En bas du Musée d'art moderne de Louisiane, à environ 32 kilomètres au nord de Copenhague, une femme urine sur le président Vladimir V. Poutine. En équilibre sur une table au-dessus d'un portrait en noir et blanc du dirigeant russe, ses cheveux blonds et son visage enveloppés d'une cagoule rouge vif, elle relève sa robe ample et répond à l'appel de la nature, trempant la photo avant de la jeter au sol. .
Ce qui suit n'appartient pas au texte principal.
// ─── Unit Tests ───────────────────────────────────────────────────────────────
#[cfg(test)]
pub(crate) mod tests {
    use super::*;
    use crate::data::batcher::FpBatcher;
    use crate::data::dataset::FpItem;
    use crate::ml::model::EncoderDecoderConfig;
    use burn::backend::NdArray;
    use burn::data::dataloader::batcher::Batcher;

    /// Molecules are the SELFIES text itself; a pattern matches when
    /// it occurs as a substring. Strings containing "[Xx]" fail to decode,
    /// strings containing "[Io]" hit a toolkit I/O failure.
    pub(crate) struct TextToolkit {
        pub qed: f64,
    }

    impl MoleculeToolkit for TextToolkit {
        type Molecule = String;
        type Pattern  = String;

        fn selfies_to_smiles(&self, selfies: &str) -> GenResult<String> {
            if selfies.is_empty() || selfies.contains("[Xx]") {
                Err(GenError::decode("undecodable"))
            } else if selfies.contains("[Io]") {
                Err(GenError::resource(std::path::Path::new("toolkit"))(std::io::Error::other("offline")))
            } else {
                Ok(selfies.to_string())
            }
        }

        fn parse_smiles(&self, smiles: &str) -> GenResult<String> {
            Ok(smiles.to_string())
        }

        fn parse_pattern(&self, smarts: &str) -> GenResult<String> {
            if smarts == "!" {
                Err(GenError::Pattern { index: 0, message: "bad".into() })
            } else {
                Ok(smarts.to_string())
            }
        }

        fn qed(&self, _mol: &String) -> f64 {
            self.qed
        }

        fn has_substructure(&self, mol: &String, pattern: &String) -> bool {
            mol.contains(pattern.as_str())
        }
    }

    /// Toolkit for which nothing decodes.
    pub(crate) struct NothingDecodes;

    impl MoleculeToolkit for NothingDecodes {
        type Molecule = ();
        type Pattern  = ();

        fn selfies_to_smiles(&self, _: &str) -> GenResult<String> {
            Err(GenError::decode("never"))
        }
        fn parse_smiles(&self, _: &str) -> GenResult<()> {
            Err(GenError::decode("never"))
        }
        fn parse_pattern(&self, _: &str) -> GenResult<()> {
            Ok(())
        }
        fn qed(&self, _: &()) -> f64 {
            1.0
        }
        fn has_substructure(&self, _: &(), _: &()) -> bool {
            true
        }
    }

    fn keys(patterns: &[&str]) -> FingerprintKeyTable<String> {
        FingerprintKeyTable::from_patterns(
            patterns.iter().map(|p| (*p != "!").then(|| p.to_string())).collect(),
        )
    }

    fn pipeline(policy: InvalidMoleculePolicy) -> ScoringPipeline<TextToolkit> {
        ScoringPipeline::new(
            TextToolkit { qed: 0.8 },
            keys(&["[C]", "[N]", "[O]", "[S]"]),
            SelfiesVectorizer::default(),
            policy,
        )
    }

    fn fp(bits: &[u8]) -> Fingerprint {
        Fingerprint::from_dense(&bits.iter().map(|&b| b as f32).collect::<Vec<_>>())
    }

    #[test]
    fn test_half_of_set_bits_recovered() {
        let p   = pipeline(InvalidMoleculePolicy::ZeroScore);
        let mol = p.decode("[C][F]").unwrap();
        assert_eq!(p.fingerprint_score(&mol, &fp(&[1, 0, 1, 0])).unwrap(), 0.5);
    }

    #[test]
    fn test_all_and_none_recovered() {
        let p = pipeline(InvalidMoleculePolicy::ZeroScore);
        let all  = p.decode("[C][N][O]").unwrap();
        let none = p.decode("[F][Cl]").unwrap();
        assert_eq!(p.fingerprint_score(&all, &fp(&[1, 1, 1, 0])).unwrap(), 1.0);
        assert_eq!(p.fingerprint_score(&none, &fp(&[1, 1, 1, 0])).unwrap(), 0.0);
    }

    #[test]
    fn test_degenerate_fingerprint_scores_zero() {
        let p = pipeline(InvalidMoleculePolicy::ZeroScore);
        let mol = p.decode("[C]").unwrap();
        assert!(matches!(
            p.fingerprint_score(&mol, &fp(&[0, 0, 0, 0])),
            Err(GenError::DegenerateFingerprint)
        ));
        let score = p.score_selfies(&["[C]".into()], &[fp(&[0, 0, 0, 0])]);
        assert_eq!(score.mean_fp_recon, 0.0);
        assert_eq!(score.valid, 1);
    }

    #[test]
    fn test_unparseable_key_never_matches() {
        let p = ScoringPipeline::new(
            TextToolkit { qed: 0.5 },
            keys(&["[C]", "!"]),
            SelfiesVectorizer::default(),
            InvalidMoleculePolicy::ZeroScore,
        );
        let mol = p.decode("[C][N]").unwrap();
        assert_eq!(p.fingerprint_score(&mol, &fp(&[1, 1])).unwrap(), 0.5);
    }

    #[test]
    fn test_all_invalid_batch_is_zero_under_both_policies() {
        for policy in [InvalidMoleculePolicy::ZeroScore, InvalidMoleculePolicy::Exclude] {
            let p = pipeline(policy);
            let score = p.score_selfies(
                &["[Xx]".into(), "".into()],
                &[fp(&[1, 0, 0, 0]), fp(&[0, 1, 0, 0])],
            );
            assert_eq!(score.mean_qed, 0.0, "{policy}");
            assert_eq!(score.mean_fp_recon, 0.0, "{policy}");
            assert_eq!(score.valid, 0);
        }
    }

    #[test]
    fn test_policies_differ_on_mixed_batch() {
        let selfies = ["[C]".to_string(), "[Xx]".to_string()];
        let fps     = [fp(&[1, 0, 0, 0]), fp(&[1, 0, 0, 0])];

        let zero = pipeline(InvalidMoleculePolicy::ZeroScore).score_selfies(&selfies, &fps);
        assert!((zero.mean_qed - 0.4).abs() < 1e-12);
        assert!((zero.mean_fp_recon - 0.5).abs() < 1e-12);

        let excl = pipeline(InvalidMoleculePolicy::Exclude).score_selfies(&selfies, &fps);
        assert!((excl.mean_qed - 0.8).abs() < 1e-12);
        assert!((excl.mean_fp_recon - 1.0).abs() < 1e-12);
    }

    #[test]
    fn test_score_tensors_decodes_argmax() {
        let device = Default::default();
        let p = pipeline(InvalidMoleculePolicy::ZeroScore);
        // one molecule, 2 positions: [C] then [end]
        let mut values = vec![0.0f32; 2 * 31];
        values[3]      = 1.0;
        values[31 + 2] = 1.0;
        let probs = Tensor::<NdArray, 1>::from_floats(values.as_slice(), &device).reshape([1, 2, 31]);
        let fps   = Tensor::<NdArray, 1>::from_floats([1.0f32, 0.0, 1.0, 0.0].as_slice(), &device)
            .reshape([1, 4]);
        let score = p.score_tensors(probs, fps).unwrap();
        assert_eq!(score.valid, 1);
        assert!((score.mean_fp_recon - 0.5).abs() < 1e-12);
    }

    #[test]
    fn test_toolkit_failure_counts_as_invalid() {
        let p = pipeline(InvalidMoleculePolicy::ZeroScore);
        assert!(p.decode("[C][Io]").is_none());
        let fps = vec![Fingerprint::from_indices(&[0], 4); 2];
        let score = p.score_selfies(&["[C][Io]".to_string(), "[C][O]".to_string()], &fps);
        assert_eq!(score.valid, 1);
        assert!((score.mean_qed - 0.4).abs() < 1e-12);
    }

    #[test]
    fn test_score_tensors_rejects_foreign_alphabet() {
        let device = Default::default();
        let p = pipeline(InvalidMoleculePolicy::ZeroScore);
        let probs = Tensor::<NdArray, 3>::zeros([1, 2, 30], &device);
        let fps   = Tensor::<NdArray, 2>::ones([1, 4], &device);
        let err = p.score_tensors(probs, fps).unwrap_err();
        assert!(matches!(err.downcast_ref::<GenError>(), Some(GenError::Config(_))));
    }

    #[test]
    fn test_run_with_nothing_decoding() {
        let device = Default::default();
        let model  = EncoderDecoderConfig::new(4, 2, 4, 1, 31, 4, 4, 4).init::<NdArray>(&device);
        let batcher = FpBatcher::<NdArray>::new(device);
        let batch = batcher.batch(vec![
            FpItem { fingerprint: vec![1.0, 0.0, 1.0, 0.0], tokens: vec![1, 3, 2, 0] },
            FpItem { fingerprint: vec![0.0, 1.0, 0.0, 0.0], tokens: vec![1, 9, 2, 0] },
        ]);

        for policy in [InvalidMoleculePolicy::ZeroScore, InvalidMoleculePolicy::Exclude] {
            let p = ScoringPipeline::new(
                NothingDecodes,
                FingerprintKeyTable::from_patterns(vec![Some(()); 4]),
                SelfiesVectorizer::default(),
                policy,
            );
            let summary = p.run(&model, vec![batch.clone()]).unwrap();
            assert_eq!(summary.mean_qed, 0.0);
            assert_eq!(summary.mean_fp_recon, 0.0);
            assert_eq!(summary.valid_fraction, 0.0);
            assert_eq!(summary.batches, 1);
        }
    }

    #[test]
    fn test_empty_loader_yields_zeros() {
        let device = Default::default();
        let model  = EncoderDecoderConfig::new(4, 2, 4, 1, 31, 4, 4, 4).init::<NdArray>(&device);
        let p = pipeline(InvalidMoleculePolicy::ZeroScore);
        let summary = p.run(&model, Vec::<FpBatch<NdArray>>::new()).unwrap();
        assert_eq!(summary, ScoreSummary::default());
    }
}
Cette œuvre vidéo reprend une récente performance scénique du collectif artistique Pussy Riot et ouvre la plus grande présentation du travail du groupe à ce jour, la première dans un grand musée. (Il se déroule jusqu'au 14 janvier 2024.) Une cacophonie de pièces aux couleurs néon vous attire, remplie de photographies collées sur les murs à des angles inclinés, d'autres vidéos, d'images granuleuses, de textes manuscrits et de dessins.
Organisé par l'une des membres fondatrices du groupe, Maria Alyokhina, « Terrorisme de velours : la Russie des Pussy Riot » retrace 12 années d'actions de protestation anti-Poutine menées par un collectif fluctuant de 10 à 20 féministes qui ont qualifié leur travail d'« art dissident ». « activisme civique » et « action politique qui engage les formes d’art ». À ses débuts, le groupe était souvent qualifié dans les médias occidentaux de « groupe », mais il a toujours travaillé à travers différents médiums artistiques.